→ **WHAT TO WORK ON**: Please return each record exactly, leaving nothing out.

→ **RECORDS PROVIDED**:
// SPDX-License-Identifier: BUSL-1.1
// Copyright (c) 2026 Alfred Jean LLC

//! Job queue and state machine (spec §3, §4.4).
//!
//! This module owns the data; the actual scheduling turns (when to start,
//! when to finish, what network calls an `IsolateAll` job issues) live in
//! `engine.rs`, which is the only task that ever touches a `JobQueue`.

use orch_core::{job_object_path, JobId, JobIdGen, JobKind, JobResult, JobState};
use std::collections::VecDeque;
use tokio::sync::oneshot;

/// One queued or running job.
pub struct JobRecord {
    pub id: JobId,
    pub kind: JobKind,
    pub state: JobState,
    pub object_path: String,
    /// Reply channel to the client that issued `IsolateAll` (spec §4.5:
    /// "attaches the incoming request to the job as `source_message`").
    pub reply_to: Option<oneshot::Sender<Result<String, orch_core::OrchError>>>,
    /// `IsolateAll`-specific state. Only ever `Some` for `JobKind::IsolateAll`;
    /// kept inline rather than behind a trait object since there is exactly
    /// one job kind today (spec §9).
    pub isolate_all: Option<IsolateAllState>,
}

pub struct IsolateAllState {
    pub target: String,
    pub outstanding: u32,
    pub any_timeout: bool,
    pub any_failure: bool,
}

impl IsolateAllState {
    /// The result implied by what has been observed so far (spec §9 "Open
    /// question — failure aggregation": this implementation takes the
    /// corrected reading and distinguishes success from failure).
    pub fn aggregate_result(&self) -> JobResult {
        if self.any_timeout {
            JobResult::Timeout
        } else if self.any_failure {
            JobResult::Failed
        } else {
            JobResult::Done
        }
    }
}

/// FIFO, single-flight job queue (spec §3 invariants).
#[derive(Default)]
pub struct JobQueue {
    queue: VecDeque<JobRecord>,
    current: Option<JobId>,
    id_gen: JobIdGen,
    scheduling_deferred: bool,
    finish_deferred: bool,
}

impl JobQueue {
    pub fn new() -> Self {
        Self { id_gen: JobIdGen::new(), ..Default::default() }
    }

    #[cfg(test)]
    pub fn with_id_gen(id_gen: JobIdGen) -> Self {
        Self { id_gen, ..Default::default() }
    }

    /// Allocate a new job in `Waiting` state and append it to the queue.
    /// Returns the new job's id and object path.
    pub fn enqueue(
        &mut self,
        kind: JobKind,
        reply_to: oneshot::Sender<Result<String, orch_core::OrchError>>,
        isolate_all: Option<IsolateAllState>,
    ) -> (JobId, String) {
        let id = self.id_gen.next();
        let object_path = job_object_path(id);
        self.queue.push_back(JobRecord {
            id,
            kind,
            state: JobState::Waiting,
            object_path: object_path.clone(),
            reply_to: Some(reply_to),
            isolate_all,
        });
        (id, object_path)
    }

    /// Whether the scheduler should defer a "start next job" turn right now.
    pub fn should_schedule(&self) -> bool {
        self.current.is_none() && !self.scheduling_deferred && !self.queue.is_empty()
    }

    pub fn mark_scheduling_deferred(&mut self) {
        self.scheduling_deferred = true;
    }

    /// Promote the queue head to `Running` and return a mutable handle to it.
    /// Panics if called when [`Self::should_schedule`] was not recently true
    /// and the deferred fire has now arrived — that would be a scheduler bug.
    #[allow(clippy::expect_used)]
    pub fn promote_head_to_running(&mut self) -> &mut JobRecord {
        self.scheduling_deferred = false;
        debug_assert!(self.current.is_none(), "single-flight invariant violated");
        let job = self.queue.front_mut().expect("scheduler fired with an empty queue");
        job.state = JobState::Running;
        self.current = Some(job.id);
        job
    }

    pub fn current_job_id(&self) -> Option<JobId> {
        self.current
    }

    pub fn get_mut(&mut self, id: JobId) -> Option<&mut JobRecord> {
        self.queue.iter_mut().find(|j| j.id == id)
    }

    pub fn get(&self, id: JobId) -> Option<&JobRecord> {
        self.queue.iter().find(|j| j.id == id)
    }

    /// Whether a finish deferral may be scheduled for the current job.
    pub fn can_defer_finish(&self, id: JobId) -> bool {
        self.current == Some(id) && !self.finish_deferred
    }

    pub fn mark_finish_deferred(&mut self) {
        self.finish_deferred = true;
    }

    /// Finalize the current job: mark `Finished`, remove it from the queue,
    /// clear `current`, and return the removed record for signal emission.
    /// Panics if called with no current job, or if the current job id is not
    /// actually present in the queue — both indicate a scheduler bug, since
    /// `current` and the queue contents are only ever mutated together.
    #[allow(clippy::expect_used)]
    pub fn finish_current(&mut self) -> JobRecord {
        self.finish_deferred = false;
        let id = self.current.take().expect("finish fired with no current job");
        let pos = self.queue.iter().position(|j| j.id == id).expect("current job missing from queue");
        let mut job = self.queue.remove(pos).expect("position just found");
        job.state = JobState::Finished;
        job
    }

    #[cfg(test)]
    pub fn len(&self) -> usize {
        self.queue.len()
    }
}

#[cfg(test)]
mod tests {
    use super::*;
    use orch_core::OrchError;

    fn reply_channel() -> oneshot::Sender<Result<String, OrchError>> {
        oneshot::channel().0
    }

    #[test]
    fn single_flight_invariant_holds_across_enqueue_and_schedule() {
        let mut q = JobQueue::new();
        let (id1, _) = q.enqueue(JobKind::IsolateAll, reply_channel(), None);
        let (id2, _) = q.enqueue(JobKind::IsolateAll, reply_channel(), None);
        assert!(id1.0 < id2.0);
        assert!(q.should_schedule());
        q.mark_scheduling_deferred();
        assert!(!q.should_schedule());

        let job = q.promote_head_to_running();
        assert_eq!(job.id, id1);
        assert_eq!(job.state, JobState::Running);
        assert!(!q.should_schedule(), "a job is running: single-flight");

        let finished = q.finish_current();
        assert_eq!(finished.id, id1);
        assert_eq!(finished.state, JobState::Finished);
        assert_eq!(q.len(), 1, "only the finished job left the queue");
        assert!(q.should_schedule(), "the second job is still waiting");
    }

    #[test]
    fn ids_are_assigned_in_enqueue_order() {
        let mut q = JobQueue::with_id_gen(JobIdGen::starting_at(10));
        let (id, _) = q.enqueue(JobKind::IsolateAll, reply_channel(), None);
        assert_eq!(id.0, 10);
    }
}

→ **TASK RESULT**:
// SPDX-License-Identifier: BUSL-1.1
// Copyright (c) 2026 Alfred Jean LLC

//! Job queue and state machine (spec §3, §4.4).
//!
//! This module owns the data; the actual scheduling turns (when to start,
//! when to finish, what network calls an `IsolateAll` job issues) live in
//! `engine.rs`, which is the only task that ever touches a `JobQueue`.

use orch_core::{job_object_path, JobId, JobIdGen, JobKind, JobResult, JobState};
use std::collections::VecDeque;
use tokio::sync::oneshot;

/// One queued or running job.
pub struct JobRecord {
    pub id: JobId,
    pub kind: JobKind,
    pub state: JobState,
    pub object_path: String,
    /// Reply channel to the client that issued `IsolateAll` (spec §4.5:
    /// "attaches the incoming request to the job as `source_message`").
    pub reply_to: Option<oneshot::Sender<Result<String, orch_core::OrchError>>>,
    /// `IsolateAll`-specific state. Only ever `Some` for `JobKind::IsolateAll`;
    /// kept inline rather than behind a trait object since there is exactly
    /// one job kind today (spec §9).
    pub isolate_all: Option<IsolateAllState>,
}

pub struct IsolateAllState {
    pub target: String,
    pub outstanding: u32,
    pub any_timeout: bool,
    pub any_failure: bool,
}

impl IsolateAllState {
    /// The result implied by what has been observed so far (spec §9 "Open
    /// question — failure aggregation": this implementation takes the
    /// corrected reading and distinguishes success from failure).
    pub fn aggregate_result(&self) -> JobResult {
        if self.any_timeout {
            JobResult::Timeout
        } else if self.any_failure {
            JobResult::Failed
        } else {
            JobResult::Done
        }
    }
}

/// FIFO, single-flight job queue (spec §3 invariants).
#[derive(Default)]
pub struct JobQueue {
    queue: VecDeque<JobRecord>,
    current: Option<JobId>,
    id_gen: JobIdGen,
    scheduling_deferred: bool,
    finish_deferred: bool,
}

impl JobQueue {
    pub fn new() -> Self {
        Self { id_gen: JobIdGen::new(), ..Default::default() }
    }

    #[cfg(test)]
    pub fn with_id_gen(id_gen: JobIdGen) -> Self {
        Self { id_gen, ..Default::default() }
    }

    /// Allocate a new job in `Waiting` state and append it to the queue.
    /// Returns the new job's id and object path.
    pub fn enqueue(
        &mut self,
        kind: JobKind,
        reply_to: oneshot::Sender<Result<String, orch_core::OrchError>>,
        isolate_all: Option<IsolateAllState>,
    ) -> (JobId, String) {
        let id = self.id_gen.next();
        let object_path = job_object_path(id);
        self.queue.push_back(JobRecord {
            id,
            kind,
            state: JobState::Waiting,
            object_path: object_path.clone(),
            reply_to: Some(reply_to),
            isolate_all,
        });
        (id, object_path)
    }

    /// Whether the scheduler should defer a "start next job" turn right now.
    pub fn should_schedule(&self) -> bool {
        self.current.is_none() && !self.scheduling_deferred && !self.queue.is_empty()
    }

    pub fn mark_scheduling_deferred(&mut self) {
        self.scheduling_deferred = true;
    }

    /// Promote the queue head to `Running` and return a mutable handle to it.
    /// Panics if called when [`Self::should_schedule`] was not recently true
    /// and the deferred fire has now arrived — that would be a scheduler bug.
    #[allow(clippy::expect_used)]
    pub fn promote_head_to_running(&mut self) -> &mut JobRecord {
        self.scheduling_deferred = false;
        debug_assert!(self.current.is_none(), "single-flight invariant violated");
        let job = self.queue.front_mut().expect("scheduler fired with an empty queue");
        job.state = JobState::Running;
        self.current = Some(job.id);
        job
    }

    pub fn current_job_id(&self) -> Option<JobId> {
        self.current
    }

    pub fn get_mut(&mut self, id: JobId) -> Option<&mut JobRecord> {
        self.queue.iter_mut().find(|j| j.id == id)
    }

    pub fn get(&self, id: JobId) -> Option<&JobRecord> {
        self.queue.iter().find(|j| j.id == id)
    }

    /// Whether a finish deferral may be scheduled for the current job.
    pub fn can_defer_finish(&self, id: JobId) -> bool {
        self.current == Some(id) && !self.finish_deferred
    }

    pub fn mark_finish_deferred(&mut self) {
        self.finish_deferred = true;
    }

    /// Finalize the current job: mark `Finished`, remove it from the queue,
    /// clear `current`, and return the removed record for signal emission.
    /// Panics if called with no current job, or if the current job id is not
    /// actually present in the queue — both indicate a scheduler bug, since
    /// `current` and the queue contents are only ever mutated together.
    #[allow(clippy::expect_used)]
    pub fn finish_current(&mut self) -> JobRecord {
        self.finish_deferred = false;
        let id = self.current.take().expect("finish fired with no current job");
        let pos = self.queue.iter().position(|j| j.id == id).expect("current job missing from queue");
        let mut job = self.queue.remove(pos).expect("position just found");
        job.state = JobState::Finished;
        job
    }

    #[cfg(test)]
    pub fn len(&self) -> usize {
        self.queue.len()
    }
}

#[cfg(test)]
mod tests {
    use super::*;
    use orch_core::OrchError;

    fn reply_channel() -> oneshot::Sender<Result<String, OrchError>> {
        oneshot::channel().0
    }

    #[test]
    fn single_flight_invariant_holds_across_enqueue_and_schedule() {
        let mut q = JobQueue::new();
        let (id1, _) = q.enqueue(JobKind::IsolateAll, reply_channel(), None);
        let (id2, _) = q.enqueue(JobKind::IsolateAll, reply_channel(), None);
        assert!(id1.0 < id2.0);
        assert!(q.should_schedule());
        q.mark_scheduling_deferred();
        assert!(!q.should_schedule());

        let job = q.promote_head_to_running();
        assert_eq!(job.id, id1);
        assert_eq!(job.state, JobState::Running);
        assert!(!q.should_schedule(), "a job is running: single-flight");

        let finished = q.finish_current();
        assert_eq!(finished.id, id1);
        assert_eq!(finished.state, JobState::Finished);
        assert_eq!(q.len(), 1, "only the finished job left the queue");
        assert!(q.should_schedule(), "the second job is still waiting");
    }

    #[test]
    fn ids_are_assigned_in_enqueue_order() {
        let mut q = JobQueue::with_id_gen(JobIdGen::starting_at(10));
        let (id, _) = q.enqueue(JobKind::IsolateAll, reply_channel(), None);
        assert_eq!(id.0, 10);
    }
}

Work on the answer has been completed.